Reproduce precisely the lines between the start of the data below and the line with "#[cfg(test)]", both included.

▶

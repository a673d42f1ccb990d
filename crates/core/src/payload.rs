// LabWired - Firmware Simulation Platform
// Copyright (C) 2026 Andrii Shylenko
//
// This software is released under the MIT License.
// See the LICENSE file in the project root for full license information.

use serde::{Deserialize, Serialize};

#[derive(Debug, Clone, Copy, PartialEq, Eq, Default, Serialize, Deserialize)]
#[serde(rename_all = "snake_case")]
pub enum Command {
    #[default]
    Read,
    Write,
    Ignore,
}

/// TLM-style response status.
#[derive(Debug, Clone, Copy, PartialEq, Eq, Default, Serialize, Deserialize)]
#[serde(rename_all = "snake_case")]
pub enum ResponseStatus {
    #[default]
    Incomplete,
    Ok,
    AddressError,
    CommandError,
    BurstError,
    ByteEnableError,
    GenericError,
}

impl ResponseStatus {
    pub fn is_ok(self) -> bool {
        self == ResponseStatus::Ok
    }
}

/// One memory access crossing the kernel boundary.
///
/// The memory path keeps a single payload and overwrites it on every call.
#[derive(Debug, Clone, Default, PartialEq, Eq)]
pub struct Payload {
    pub address: u64,
    pub size: u32,
    pub command: Command,
    pub value: u64,
    pub response: ResponseStatus,
}

impl Payload {
    pub fn new() -> Self {
        Self::default()
    }

    pub fn set_read(&mut self, address: u64, size: u32) {
        self.address = address;
        self.size = size;
        self.command = Command::Read;
        self.response = ResponseStatus::Incomplete;
    }

    pub fn set_write(&mut self, address: u64, value: u64, size: u32) {
        self.address = address;
        self.size = size;
        self.value = value;
        self.command = Command::Write;
        self.response = ResponseStatus::Incomplete;
    }

    /// Mask for the low `size` bytes of `value`.
    pub fn value_mask(&self) -> u64 {
        match self.size {
            0 => 0,
            1..=7 => (1u64 << (self.size * 8)) - 1,
            _ => u64::MAX,
        }
    }
}

#[cfg(test)]
mod tests {
    use super::*;

    #[test]
    fn test_set_read_clears_stale_response() {
        let mut p = Payload::new();
        p.response = ResponseStatus::Ok;
        p.set_read(0x40, 4);
        assert_eq!(p.command, Command::Read);
        assert_eq!(p.response, ResponseStatus::Incomplete);
        assert_eq!(p.address, 0x40);
        assert_eq!(p.size, 4);
    }

    #[test]
    fn test_set_write_keeps_value() {
        let mut p = Payload::new();
        p.set_write(0x1000, 0xdead_beef, 4);
        assert_eq!(p.command, Command::Write);
        assert_eq!(p.value, 0xdead_beef);
        assert_eq!(p.value_mask(), 0xffff_ffff);
    }

    #[test]
    fn test_value_mask_widths() {
        let mut p = Payload::new();
        p.size = 1;
        assert_eq!(p.value_mask(), 0xff);
        p.size = 2;
        assert_eq!(p.value_mask(), 0xffff);
        p.size = 8;
        assert_eq!(p.value_mask(), u64::MAX);
    }
}
// LabWired - Firmware Simulation Platform
// Copyright (C) 2026 Andrii Shylenko
//
// This software is released under the MIT License.
// See the LICENSE file in the project root for full license information.

use serde::Serialize;
use std::sync::atomic::{AtomicU64, Ordering};
use std::time::Instant;

/// Counters shared by every bridge component.
#[derive(Debug)]
pub struct BridgeMetrics {
    transactions: AtomicU64,
    unassigned_fallbacks: AtomicU64,
    dmi_regions: AtomicU64,
    irq_received: AtomicU64,
    irq_pool_hits: AtomicU64,
    irq_overflow_allocations: AtomicU64,
    irq_delivered: AtomicU64,
    quanta: AtomicU64,
    start_time: Instant,
}

#[derive(Debug, Clone, Copy, PartialEq, Eq, Serialize)]
pub struct MetricsReport {
    pub transactions: u64,
    pub unassigned_fallbacks: u64,
    pub dmi_regions: u64,
    pub irq_received: u64,
    pub irq_pool_hits: u64,
    pub irq_overflow_allocations: u64,
    pub irq_delivered: u64,
    pub quanta: u64,
}

impl Default for BridgeMetrics {
    fn default() -> Self {
        Self::new()
    }
}

impl BridgeMetrics {
    pub fn new() -> Self {
        Self {
            transactions: AtomicU64::new(0),
            unassigned_fallbacks: AtomicU64::new(0),
            dmi_regions: AtomicU64::new(0),
            irq_received: AtomicU64::new(0),
            irq_pool_hits: AtomicU64::new(0),
            irq_overflow_allocations: AtomicU64::new(0),
            irq_delivered: AtomicU64::new(0),
            quanta: AtomicU64::new(0),
            start_time: Instant::now(),
        }
    }

    pub(crate) fn on_transaction(&self) {
        self.transactions.fetch_add(1, Ordering::Relaxed);
    }

    pub(crate) fn on_unassigned(&self) {
        self.unassigned_fallbacks.fetch_add(1, Ordering::Relaxed);
    }

    pub(crate) fn on_dmi_region(&self) {
        self.dmi_regions.fetch_add(1, Ordering::Relaxed);
    }

    pub(crate) fn on_irq_received(&self, pooled: bool) {
        self.irq_received.fetch_add(1, Ordering::Relaxed);
        if pooled {
            self.irq_pool_hits.fetch_add(1, Ordering::Relaxed);
        } else {
            self.irq_overflow_allocations.fetch_add(1, Ordering::Relaxed);
        }
    }

    pub(crate) fn on_irq_delivered(&self) {
        self.irq_delivered.fetch_add(1, Ordering::Relaxed);
    }

    pub(crate) fn on_quantum(&self) {
        self.quanta.fetch_add(1, Ordering::Relaxed);
    }

    pub fn get_quanta(&self) -> u64 {
        self.quanta.load(Ordering::Relaxed)
    }

    pub fn get_irq_delivered(&self) -> u64 {
        self.irq_delivered.load(Ordering::Relaxed)
    }

    pub fn elapsed_secs(&self) -> f64 {
        self.start_time.elapsed().as_secs_f64()
    }

    pub fn report(&self) -> MetricsReport {
        MetricsReport {
            transactions: self.transactions.load(Ordering::Relaxed),
            unassigned_fallbacks: self.unassigned_fallbacks.load(Ordering::Relaxed),
            dmi_regions: self.dmi_regions.load(Ordering::Relaxed),
            irq_received: self.irq_received.load(Ordering::Relaxed),
            irq_pool_hits: self.irq_pool_hits.load(Ordering::Relaxed),
            irq_overflow_allocations: self.irq_overflow_allocations.load(Ordering::Relaxed),
            irq_delivered: self.irq_delivered.load(Ordering::Relaxed),
            quanta: self.quanta.load(Ordering::Relaxed),
        }
    }
}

◀

▶ YOUR SOLUTION
repository a673d42f1ccb990d
filename crates/core/src/payload.rs
// LabWired - Firmware Simulation Platform
// Copyright (C) 2026 Andrii Shylenko
//
// This software is released under the MIT License.
// See the LICENSE file in the project root for full license information.

use serde::{Deserialize, Serialize};

#[derive(Debug, Clone, Copy, PartialEq, Eq, Default, Serialize, Deserialize)]
#[serde(rename_all = "snake_case")]
pub enum Command {
    #[default]
    Read,
    Write,
    Ignore,
}

/// TLM-style response status.
#[derive(Debug, Clone, Copy, PartialEq, Eq, Default, Serialize, Deserialize)]
#[serde(rename_all = "snake_case")]
pub enum ResponseStatus {
    #[default]
    Incomplete,
    Ok,
    AddressError,
    CommandError,
    BurstError,
    ByteEnableError,
    GenericError,
}

impl ResponseStatus {
    pub fn is_ok(self) -> bool {
        self == ResponseStatus::Ok
    }
}

/// One memory access crossing the kernel boundary.
///
/// The memory path keeps a single payload and overwrites it on every call.
#[derive(Debug, Clone, Default, PartialEq, Eq)]
pub struct Payload {
    pub address: u64,
    pub size: u32,
    pub command: Command,
    pub value: u64,
    pub response: ResponseStatus,
}

impl Payload {
    pub fn new() -> Self {
        Self::default()
    }

    pub fn set_read(&mut self, address: u64, size: u32) {
        self.address = address;
        self.size = size;
        self.command = Command::Read;
        self.response = ResponseStatus::Incomplete;
    }

    pub fn set_write(&mut self, address: u64, value: u64, size: u32) {
        self.address = address;
        self.size = size;
        self.value = value;
        self.command = Command::Write;
        self.response = ResponseStatus::Incomplete;
    }

    /// Mask for the low `size` bytes of `value`.
    pub fn value_mask(&self) -> u64 {
        match self.size {
            0 => 0,
            1..=7 => (1u64 << (self.size * 8)) - 1,
            _ => u64::MAX,
        }
    }
}

#[cfg(test)]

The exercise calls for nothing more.